_ABOUT THIS TASK_. Find the line with "are marked #[serial]." in the records below. Copy it and every line after it, up to and including the line with "assert_eq!(config.retry_policy().max_attempts, 5);".

Collected data
[Start of Attachment]

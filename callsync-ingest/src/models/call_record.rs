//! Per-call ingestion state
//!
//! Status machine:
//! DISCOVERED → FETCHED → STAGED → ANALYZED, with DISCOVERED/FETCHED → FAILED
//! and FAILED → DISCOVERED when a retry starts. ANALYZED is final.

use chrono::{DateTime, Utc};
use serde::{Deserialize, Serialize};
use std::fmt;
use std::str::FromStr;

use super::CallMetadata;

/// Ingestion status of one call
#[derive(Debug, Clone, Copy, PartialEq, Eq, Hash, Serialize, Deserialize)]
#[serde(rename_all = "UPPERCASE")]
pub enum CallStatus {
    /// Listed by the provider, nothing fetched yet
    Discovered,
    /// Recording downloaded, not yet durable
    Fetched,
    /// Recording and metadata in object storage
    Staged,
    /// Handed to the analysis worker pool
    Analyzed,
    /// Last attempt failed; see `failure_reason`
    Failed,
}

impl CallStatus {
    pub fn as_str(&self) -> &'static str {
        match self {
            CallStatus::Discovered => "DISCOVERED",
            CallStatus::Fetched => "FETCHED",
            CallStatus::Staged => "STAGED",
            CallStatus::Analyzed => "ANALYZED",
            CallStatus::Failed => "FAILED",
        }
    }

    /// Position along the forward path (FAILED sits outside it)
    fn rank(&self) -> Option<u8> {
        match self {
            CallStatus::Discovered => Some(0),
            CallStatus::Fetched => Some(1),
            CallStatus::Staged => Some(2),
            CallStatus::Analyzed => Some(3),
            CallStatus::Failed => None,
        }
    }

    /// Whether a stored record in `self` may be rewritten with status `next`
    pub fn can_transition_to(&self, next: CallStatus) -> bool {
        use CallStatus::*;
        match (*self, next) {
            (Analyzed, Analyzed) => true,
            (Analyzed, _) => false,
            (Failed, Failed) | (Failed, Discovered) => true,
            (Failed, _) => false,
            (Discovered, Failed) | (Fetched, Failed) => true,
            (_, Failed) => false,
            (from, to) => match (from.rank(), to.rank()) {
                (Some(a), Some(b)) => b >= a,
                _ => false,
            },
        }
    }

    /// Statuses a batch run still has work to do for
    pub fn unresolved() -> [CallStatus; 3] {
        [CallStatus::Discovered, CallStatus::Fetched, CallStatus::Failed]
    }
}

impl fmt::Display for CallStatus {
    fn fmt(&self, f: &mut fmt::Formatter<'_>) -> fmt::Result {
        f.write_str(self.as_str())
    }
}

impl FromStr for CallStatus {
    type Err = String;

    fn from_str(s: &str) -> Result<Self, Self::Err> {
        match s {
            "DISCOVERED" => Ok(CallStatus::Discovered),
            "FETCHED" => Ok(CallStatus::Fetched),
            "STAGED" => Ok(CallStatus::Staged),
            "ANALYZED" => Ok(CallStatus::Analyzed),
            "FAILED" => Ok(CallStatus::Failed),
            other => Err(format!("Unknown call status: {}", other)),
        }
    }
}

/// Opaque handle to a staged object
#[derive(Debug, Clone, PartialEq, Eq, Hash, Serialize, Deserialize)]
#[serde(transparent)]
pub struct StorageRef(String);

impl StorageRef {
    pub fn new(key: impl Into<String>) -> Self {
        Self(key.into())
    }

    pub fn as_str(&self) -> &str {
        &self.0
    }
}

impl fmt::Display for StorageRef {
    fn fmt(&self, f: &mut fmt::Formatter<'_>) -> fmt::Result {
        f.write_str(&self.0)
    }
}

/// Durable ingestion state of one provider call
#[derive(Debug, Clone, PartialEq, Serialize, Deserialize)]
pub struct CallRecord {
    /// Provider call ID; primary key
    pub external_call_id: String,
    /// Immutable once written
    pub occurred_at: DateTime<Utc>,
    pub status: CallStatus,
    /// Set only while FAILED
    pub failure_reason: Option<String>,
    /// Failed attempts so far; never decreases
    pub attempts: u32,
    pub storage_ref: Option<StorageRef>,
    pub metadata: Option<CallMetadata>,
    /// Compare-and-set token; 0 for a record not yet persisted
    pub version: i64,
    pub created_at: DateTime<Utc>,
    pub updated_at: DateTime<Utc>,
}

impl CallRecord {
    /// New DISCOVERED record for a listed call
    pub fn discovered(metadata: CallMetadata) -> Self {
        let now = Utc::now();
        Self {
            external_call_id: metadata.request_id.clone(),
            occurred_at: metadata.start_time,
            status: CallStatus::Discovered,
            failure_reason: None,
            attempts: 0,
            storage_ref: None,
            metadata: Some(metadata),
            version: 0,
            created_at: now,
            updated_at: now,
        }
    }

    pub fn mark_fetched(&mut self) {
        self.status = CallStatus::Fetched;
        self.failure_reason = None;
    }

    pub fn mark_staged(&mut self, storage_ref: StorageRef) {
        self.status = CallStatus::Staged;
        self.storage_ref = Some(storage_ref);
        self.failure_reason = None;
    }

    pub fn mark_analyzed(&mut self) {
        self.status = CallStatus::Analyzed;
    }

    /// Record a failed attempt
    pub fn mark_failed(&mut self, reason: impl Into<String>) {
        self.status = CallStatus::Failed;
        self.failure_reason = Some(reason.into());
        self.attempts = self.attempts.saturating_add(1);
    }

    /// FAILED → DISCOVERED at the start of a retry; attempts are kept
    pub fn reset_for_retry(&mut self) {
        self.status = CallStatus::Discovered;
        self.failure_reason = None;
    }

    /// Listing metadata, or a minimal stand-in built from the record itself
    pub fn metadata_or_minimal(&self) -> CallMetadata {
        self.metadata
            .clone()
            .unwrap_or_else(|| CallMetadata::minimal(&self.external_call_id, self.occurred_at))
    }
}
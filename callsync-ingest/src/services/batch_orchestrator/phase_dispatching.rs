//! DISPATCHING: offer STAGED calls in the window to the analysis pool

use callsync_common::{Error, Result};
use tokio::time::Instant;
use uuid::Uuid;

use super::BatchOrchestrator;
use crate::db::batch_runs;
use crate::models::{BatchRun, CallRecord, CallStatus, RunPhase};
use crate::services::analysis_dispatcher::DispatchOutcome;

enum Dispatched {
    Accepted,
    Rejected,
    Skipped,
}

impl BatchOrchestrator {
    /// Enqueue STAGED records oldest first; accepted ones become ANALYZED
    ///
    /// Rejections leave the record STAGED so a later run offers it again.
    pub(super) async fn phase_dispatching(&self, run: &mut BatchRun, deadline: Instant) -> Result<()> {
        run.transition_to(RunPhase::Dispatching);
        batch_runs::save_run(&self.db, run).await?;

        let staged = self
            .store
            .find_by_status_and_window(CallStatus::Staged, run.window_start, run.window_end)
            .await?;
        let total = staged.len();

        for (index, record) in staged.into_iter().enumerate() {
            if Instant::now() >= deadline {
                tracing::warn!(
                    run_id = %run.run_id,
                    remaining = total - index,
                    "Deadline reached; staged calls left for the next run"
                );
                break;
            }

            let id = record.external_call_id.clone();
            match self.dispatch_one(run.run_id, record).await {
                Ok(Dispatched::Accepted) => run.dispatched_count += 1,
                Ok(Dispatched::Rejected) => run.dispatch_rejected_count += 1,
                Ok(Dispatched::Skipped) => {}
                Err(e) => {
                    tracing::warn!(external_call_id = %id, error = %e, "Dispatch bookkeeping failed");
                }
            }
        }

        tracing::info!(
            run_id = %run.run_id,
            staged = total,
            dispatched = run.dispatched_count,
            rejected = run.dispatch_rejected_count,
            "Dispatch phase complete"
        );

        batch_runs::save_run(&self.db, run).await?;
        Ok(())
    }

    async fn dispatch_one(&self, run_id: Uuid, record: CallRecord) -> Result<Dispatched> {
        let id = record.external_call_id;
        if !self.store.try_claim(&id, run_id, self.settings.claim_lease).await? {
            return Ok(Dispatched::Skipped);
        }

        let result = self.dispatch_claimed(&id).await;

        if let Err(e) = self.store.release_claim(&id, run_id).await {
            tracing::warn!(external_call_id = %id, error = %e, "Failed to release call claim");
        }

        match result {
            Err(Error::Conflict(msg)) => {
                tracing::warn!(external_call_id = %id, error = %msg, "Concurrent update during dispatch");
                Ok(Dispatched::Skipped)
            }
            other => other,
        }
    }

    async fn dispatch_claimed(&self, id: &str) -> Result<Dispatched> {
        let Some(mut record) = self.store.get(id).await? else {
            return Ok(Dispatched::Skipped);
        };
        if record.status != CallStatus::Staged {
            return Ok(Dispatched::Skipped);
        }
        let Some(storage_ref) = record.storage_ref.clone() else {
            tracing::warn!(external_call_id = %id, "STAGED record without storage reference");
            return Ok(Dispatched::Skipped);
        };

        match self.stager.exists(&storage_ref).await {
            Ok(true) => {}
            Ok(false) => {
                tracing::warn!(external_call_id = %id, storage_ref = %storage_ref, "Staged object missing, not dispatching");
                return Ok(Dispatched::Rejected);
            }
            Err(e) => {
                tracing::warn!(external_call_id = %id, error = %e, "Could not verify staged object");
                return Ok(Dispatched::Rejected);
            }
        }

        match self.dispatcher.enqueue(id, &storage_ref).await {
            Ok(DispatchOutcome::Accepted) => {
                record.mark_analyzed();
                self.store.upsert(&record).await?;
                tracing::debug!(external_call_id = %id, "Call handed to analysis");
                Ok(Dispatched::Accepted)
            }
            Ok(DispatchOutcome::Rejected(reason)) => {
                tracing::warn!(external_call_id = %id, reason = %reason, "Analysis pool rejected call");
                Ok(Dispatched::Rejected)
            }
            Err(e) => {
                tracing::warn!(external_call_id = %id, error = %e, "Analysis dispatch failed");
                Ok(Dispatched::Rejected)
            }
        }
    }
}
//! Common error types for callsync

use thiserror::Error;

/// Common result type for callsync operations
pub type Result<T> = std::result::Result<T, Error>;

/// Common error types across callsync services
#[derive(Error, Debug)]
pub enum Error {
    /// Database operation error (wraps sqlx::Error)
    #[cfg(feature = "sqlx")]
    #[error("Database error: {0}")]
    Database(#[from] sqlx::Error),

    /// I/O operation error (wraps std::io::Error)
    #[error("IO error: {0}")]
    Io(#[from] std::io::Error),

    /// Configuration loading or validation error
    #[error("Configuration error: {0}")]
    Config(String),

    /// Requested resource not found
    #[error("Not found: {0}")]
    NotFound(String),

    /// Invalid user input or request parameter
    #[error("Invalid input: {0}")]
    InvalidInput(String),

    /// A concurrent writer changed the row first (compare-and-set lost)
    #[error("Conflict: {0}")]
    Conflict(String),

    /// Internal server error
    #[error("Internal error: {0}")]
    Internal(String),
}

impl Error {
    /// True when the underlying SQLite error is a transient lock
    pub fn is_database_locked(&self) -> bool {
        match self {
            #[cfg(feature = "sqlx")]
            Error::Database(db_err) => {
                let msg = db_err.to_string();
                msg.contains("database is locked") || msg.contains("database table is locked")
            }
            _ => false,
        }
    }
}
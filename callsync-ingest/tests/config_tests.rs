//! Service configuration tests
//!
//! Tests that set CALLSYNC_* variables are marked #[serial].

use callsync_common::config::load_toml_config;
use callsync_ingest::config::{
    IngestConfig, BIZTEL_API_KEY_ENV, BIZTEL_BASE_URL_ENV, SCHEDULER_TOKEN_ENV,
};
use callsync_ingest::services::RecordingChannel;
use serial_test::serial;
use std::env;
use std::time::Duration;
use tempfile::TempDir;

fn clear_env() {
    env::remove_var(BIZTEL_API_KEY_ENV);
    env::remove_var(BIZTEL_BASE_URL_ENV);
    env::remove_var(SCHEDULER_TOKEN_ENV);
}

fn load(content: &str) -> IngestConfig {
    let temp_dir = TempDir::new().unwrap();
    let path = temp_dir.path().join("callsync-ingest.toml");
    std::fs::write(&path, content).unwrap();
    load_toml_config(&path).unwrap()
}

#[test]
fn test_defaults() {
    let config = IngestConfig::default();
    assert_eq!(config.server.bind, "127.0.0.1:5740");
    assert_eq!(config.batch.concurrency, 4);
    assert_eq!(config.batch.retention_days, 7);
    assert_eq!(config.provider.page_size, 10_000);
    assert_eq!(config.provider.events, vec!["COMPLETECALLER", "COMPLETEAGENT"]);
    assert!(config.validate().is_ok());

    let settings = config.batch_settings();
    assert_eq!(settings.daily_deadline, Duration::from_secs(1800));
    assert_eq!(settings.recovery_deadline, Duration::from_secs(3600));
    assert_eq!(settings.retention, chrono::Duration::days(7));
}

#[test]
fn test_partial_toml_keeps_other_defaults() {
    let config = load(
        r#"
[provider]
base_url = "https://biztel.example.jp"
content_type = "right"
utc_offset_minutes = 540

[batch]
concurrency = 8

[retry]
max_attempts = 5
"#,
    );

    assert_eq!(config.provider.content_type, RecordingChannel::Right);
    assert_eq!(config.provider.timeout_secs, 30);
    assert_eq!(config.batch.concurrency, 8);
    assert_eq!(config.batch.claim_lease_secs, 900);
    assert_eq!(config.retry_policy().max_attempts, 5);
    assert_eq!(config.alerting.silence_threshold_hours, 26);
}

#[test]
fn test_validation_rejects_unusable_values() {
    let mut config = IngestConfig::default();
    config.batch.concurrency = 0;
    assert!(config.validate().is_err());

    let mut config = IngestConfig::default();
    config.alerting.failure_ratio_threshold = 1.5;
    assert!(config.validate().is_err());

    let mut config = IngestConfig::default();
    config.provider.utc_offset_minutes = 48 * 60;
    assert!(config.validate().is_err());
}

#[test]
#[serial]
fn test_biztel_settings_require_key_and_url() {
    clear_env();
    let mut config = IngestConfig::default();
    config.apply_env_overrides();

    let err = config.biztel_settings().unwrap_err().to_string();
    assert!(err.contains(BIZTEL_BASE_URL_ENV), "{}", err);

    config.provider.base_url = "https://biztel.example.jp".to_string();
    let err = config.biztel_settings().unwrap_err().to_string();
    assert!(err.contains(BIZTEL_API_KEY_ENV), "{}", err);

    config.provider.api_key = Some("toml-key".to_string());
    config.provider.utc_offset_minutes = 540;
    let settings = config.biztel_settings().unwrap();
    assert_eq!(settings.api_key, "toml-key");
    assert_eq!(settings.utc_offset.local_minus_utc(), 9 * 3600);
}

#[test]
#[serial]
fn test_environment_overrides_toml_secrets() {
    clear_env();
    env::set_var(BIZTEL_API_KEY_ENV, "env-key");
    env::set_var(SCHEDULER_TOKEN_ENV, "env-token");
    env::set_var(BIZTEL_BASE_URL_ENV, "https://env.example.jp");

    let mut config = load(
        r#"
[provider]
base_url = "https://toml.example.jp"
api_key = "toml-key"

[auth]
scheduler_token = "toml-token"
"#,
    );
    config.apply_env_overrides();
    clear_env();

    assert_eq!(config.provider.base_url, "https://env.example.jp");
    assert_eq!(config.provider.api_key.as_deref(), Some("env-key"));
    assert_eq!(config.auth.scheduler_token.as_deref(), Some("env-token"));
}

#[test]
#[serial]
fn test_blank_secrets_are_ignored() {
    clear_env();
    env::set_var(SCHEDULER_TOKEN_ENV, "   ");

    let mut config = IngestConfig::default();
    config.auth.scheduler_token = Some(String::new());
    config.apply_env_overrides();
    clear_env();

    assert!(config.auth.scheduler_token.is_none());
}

[End of Attachment]

_SOLUTION_.
//! Tests that set CALLSYNC_* variables are marked #[serial].

use callsync_common::config::load_toml_config;
use callsync_ingest::config::{
    IngestConfig, BIZTEL_API_KEY_ENV, BIZTEL_BASE_URL_ENV, SCHEDULER_TOKEN_ENV,
};
use callsync_ingest::services::RecordingChannel;
use serial_test::serial;
use std::env;
use std::time::Duration;
use tempfile::TempDir;

fn clear_env() {
    env::remove_var(BIZTEL_API_KEY_ENV);
    env::remove_var(BIZTEL_BASE_URL_ENV);
    env::remove_var(SCHEDULER_TOKEN_ENV);
}

fn load(content: &str) -> IngestConfig {
    let temp_dir = TempDir::new().unwrap();
    let path = temp_dir.path().join("callsync-ingest.toml");
    std::fs::write(&path, content).unwrap();
    load_toml_config(&path).unwrap()
}

#[test]
fn test_defaults() {
    let config = IngestConfig::default();
    assert_eq!(config.server.bind, "127.0.0.1:5740");
    assert_eq!(config.batch.concurrency, 4);
    assert_eq!(config.batch.retention_days, 7);
    assert_eq!(config.provider.page_size, 10_000);
    assert_eq!(config.provider.events, vec!["COMPLETECALLER", "COMPLETEAGENT"]);
    assert!(config.validate().is_ok());

    let settings = config.batch_settings();
    assert_eq!(settings.daily_deadline, Duration::from_secs(1800));
    assert_eq!(settings.recovery_deadline, Duration::from_secs(3600));
    assert_eq!(settings.retention, chrono::Duration::days(7));
}

#[test]
fn test_partial_toml_keeps_other_defaults() {
    let config = load(
        r#"
[provider]
base_url = "https://biztel.example.jp"
content_type = "right"
utc_offset_minutes = 540

[batch]
concurrency = 8

[retry]
max_attempts = 5
"#,
    );

    assert_eq!(config.provider.content_type, RecordingChannel::Right);
    assert_eq!(config.provider.timeout_secs, 30);
    assert_eq!(config.batch.concurrency, 8);
    assert_eq!(config.batch.claim_lease_secs, 900);
    assert_eq!(config.retry_policy().max_attempts, 5);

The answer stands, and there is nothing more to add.